» TASK GOAL
Each line below from the one containing "repository 1e4f161427d04d0e" through the one containing "and upload combination" should be output exactly as it stands, and no other line should appear.
___ THE DATA
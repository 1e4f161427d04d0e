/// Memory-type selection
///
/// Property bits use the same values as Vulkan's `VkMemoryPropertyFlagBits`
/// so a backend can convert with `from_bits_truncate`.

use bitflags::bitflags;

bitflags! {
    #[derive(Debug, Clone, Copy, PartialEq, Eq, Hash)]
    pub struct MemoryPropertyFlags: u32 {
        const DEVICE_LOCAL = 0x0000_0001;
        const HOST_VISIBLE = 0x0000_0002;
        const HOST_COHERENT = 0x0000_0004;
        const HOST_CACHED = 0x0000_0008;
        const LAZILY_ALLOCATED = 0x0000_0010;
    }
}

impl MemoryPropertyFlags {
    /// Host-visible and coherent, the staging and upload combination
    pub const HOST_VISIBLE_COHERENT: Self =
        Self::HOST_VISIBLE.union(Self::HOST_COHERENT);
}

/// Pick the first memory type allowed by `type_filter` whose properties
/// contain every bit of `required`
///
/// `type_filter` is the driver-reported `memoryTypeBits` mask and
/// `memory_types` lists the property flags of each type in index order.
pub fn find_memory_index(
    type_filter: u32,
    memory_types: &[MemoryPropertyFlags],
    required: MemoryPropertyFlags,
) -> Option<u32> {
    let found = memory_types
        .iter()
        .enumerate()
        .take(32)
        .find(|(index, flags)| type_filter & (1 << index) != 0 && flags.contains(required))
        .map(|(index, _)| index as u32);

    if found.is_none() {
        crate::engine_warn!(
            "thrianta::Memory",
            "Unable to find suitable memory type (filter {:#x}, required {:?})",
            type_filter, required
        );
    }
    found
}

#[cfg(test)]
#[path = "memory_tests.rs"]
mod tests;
______
___ THE DATA
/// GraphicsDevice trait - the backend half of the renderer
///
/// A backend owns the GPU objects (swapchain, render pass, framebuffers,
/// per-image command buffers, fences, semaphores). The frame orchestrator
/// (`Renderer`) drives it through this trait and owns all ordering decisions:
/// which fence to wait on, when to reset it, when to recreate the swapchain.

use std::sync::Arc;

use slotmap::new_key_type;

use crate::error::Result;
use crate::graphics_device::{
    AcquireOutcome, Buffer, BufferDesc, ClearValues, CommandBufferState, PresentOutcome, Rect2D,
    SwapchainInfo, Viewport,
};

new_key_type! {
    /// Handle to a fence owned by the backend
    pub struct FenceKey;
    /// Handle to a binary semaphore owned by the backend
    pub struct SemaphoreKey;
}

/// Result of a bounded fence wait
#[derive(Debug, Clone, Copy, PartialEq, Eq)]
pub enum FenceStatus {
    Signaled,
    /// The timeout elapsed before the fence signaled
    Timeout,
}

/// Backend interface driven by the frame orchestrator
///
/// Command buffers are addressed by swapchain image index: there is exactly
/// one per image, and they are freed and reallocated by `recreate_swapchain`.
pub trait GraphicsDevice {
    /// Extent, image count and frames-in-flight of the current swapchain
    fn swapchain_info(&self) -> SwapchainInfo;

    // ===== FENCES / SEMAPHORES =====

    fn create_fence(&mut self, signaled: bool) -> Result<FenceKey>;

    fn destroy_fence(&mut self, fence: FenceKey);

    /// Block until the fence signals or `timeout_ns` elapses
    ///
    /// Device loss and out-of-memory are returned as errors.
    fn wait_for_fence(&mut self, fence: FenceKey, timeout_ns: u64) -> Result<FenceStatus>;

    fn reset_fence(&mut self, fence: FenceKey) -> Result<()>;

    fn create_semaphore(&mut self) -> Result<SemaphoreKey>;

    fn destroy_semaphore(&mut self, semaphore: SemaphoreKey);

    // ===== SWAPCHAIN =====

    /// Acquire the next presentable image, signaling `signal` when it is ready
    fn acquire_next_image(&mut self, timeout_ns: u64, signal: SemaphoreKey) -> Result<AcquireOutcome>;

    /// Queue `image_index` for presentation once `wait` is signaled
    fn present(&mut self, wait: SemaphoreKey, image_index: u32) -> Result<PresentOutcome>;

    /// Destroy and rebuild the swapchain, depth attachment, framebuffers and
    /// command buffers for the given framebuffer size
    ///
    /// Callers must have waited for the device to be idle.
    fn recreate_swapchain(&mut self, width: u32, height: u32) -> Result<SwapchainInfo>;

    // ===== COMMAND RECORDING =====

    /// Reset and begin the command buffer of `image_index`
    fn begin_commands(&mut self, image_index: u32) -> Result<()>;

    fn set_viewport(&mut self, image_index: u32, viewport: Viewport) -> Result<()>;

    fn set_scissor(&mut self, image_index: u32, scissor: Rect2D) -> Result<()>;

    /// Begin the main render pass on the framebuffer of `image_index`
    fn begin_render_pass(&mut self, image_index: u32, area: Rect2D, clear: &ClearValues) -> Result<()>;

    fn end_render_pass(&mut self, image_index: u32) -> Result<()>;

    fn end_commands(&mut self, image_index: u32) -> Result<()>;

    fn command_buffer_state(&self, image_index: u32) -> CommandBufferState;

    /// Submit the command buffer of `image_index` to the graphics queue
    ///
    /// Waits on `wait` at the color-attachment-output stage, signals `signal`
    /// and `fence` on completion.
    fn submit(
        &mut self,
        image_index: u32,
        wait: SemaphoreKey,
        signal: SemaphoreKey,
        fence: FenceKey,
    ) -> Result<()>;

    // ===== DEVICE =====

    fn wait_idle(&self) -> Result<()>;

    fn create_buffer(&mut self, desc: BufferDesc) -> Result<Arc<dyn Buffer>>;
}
______
___ THE DATA
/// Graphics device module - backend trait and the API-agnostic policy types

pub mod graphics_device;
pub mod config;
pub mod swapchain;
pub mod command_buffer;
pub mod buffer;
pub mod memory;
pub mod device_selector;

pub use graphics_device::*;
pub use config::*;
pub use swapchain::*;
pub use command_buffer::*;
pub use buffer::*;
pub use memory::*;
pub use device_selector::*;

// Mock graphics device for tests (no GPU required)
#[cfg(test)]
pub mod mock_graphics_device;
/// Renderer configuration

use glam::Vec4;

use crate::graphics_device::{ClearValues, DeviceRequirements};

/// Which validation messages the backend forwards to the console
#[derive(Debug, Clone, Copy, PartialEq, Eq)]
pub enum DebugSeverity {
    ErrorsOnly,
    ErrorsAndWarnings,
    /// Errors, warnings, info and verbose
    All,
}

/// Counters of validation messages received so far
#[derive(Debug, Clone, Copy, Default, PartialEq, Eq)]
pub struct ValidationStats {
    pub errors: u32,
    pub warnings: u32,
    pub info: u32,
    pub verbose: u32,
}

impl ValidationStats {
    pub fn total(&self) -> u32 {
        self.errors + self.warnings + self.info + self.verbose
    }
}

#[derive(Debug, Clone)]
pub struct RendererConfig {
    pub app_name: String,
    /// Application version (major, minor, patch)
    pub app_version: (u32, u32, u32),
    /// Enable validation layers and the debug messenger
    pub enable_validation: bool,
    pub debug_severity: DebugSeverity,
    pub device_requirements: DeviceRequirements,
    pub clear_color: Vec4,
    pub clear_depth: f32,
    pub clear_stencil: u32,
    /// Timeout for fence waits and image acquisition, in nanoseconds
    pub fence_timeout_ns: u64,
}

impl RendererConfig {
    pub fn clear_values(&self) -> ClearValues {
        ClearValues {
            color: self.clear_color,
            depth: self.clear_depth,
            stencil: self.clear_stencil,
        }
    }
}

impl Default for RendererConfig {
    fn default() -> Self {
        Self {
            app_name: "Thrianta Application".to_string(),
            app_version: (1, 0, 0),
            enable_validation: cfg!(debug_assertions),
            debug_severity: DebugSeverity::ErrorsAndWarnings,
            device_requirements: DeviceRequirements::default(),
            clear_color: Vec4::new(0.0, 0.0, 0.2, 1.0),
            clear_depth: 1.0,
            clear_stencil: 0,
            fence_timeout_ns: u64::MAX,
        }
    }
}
______
» PROBLEM SOLUTION
repository 1e4f161427d04d0e
/// Memory-type selection
///
/// Property bits use the same values as Vulkan's `VkMemoryPropertyFlagBits`
/// so a backend can convert with `from_bits_truncate`.

use bitflags::bitflags;

bitflags! {
    #[derive(Debug, Clone, Copy, PartialEq, Eq, Hash)]
    pub struct MemoryPropertyFlags: u32 {
        const DEVICE_LOCAL = 0x0000_0001;
        const HOST_VISIBLE = 0x0000_0002;
        const HOST_COHERENT = 0x0000_0004;
        const HOST_CACHED = 0x0000_0008;
        const LAZILY_ALLOCATED = 0x0000_0010;
    }
}

impl MemoryPropertyFlags {
    /// Host-visible and coherent, the staging and upload combination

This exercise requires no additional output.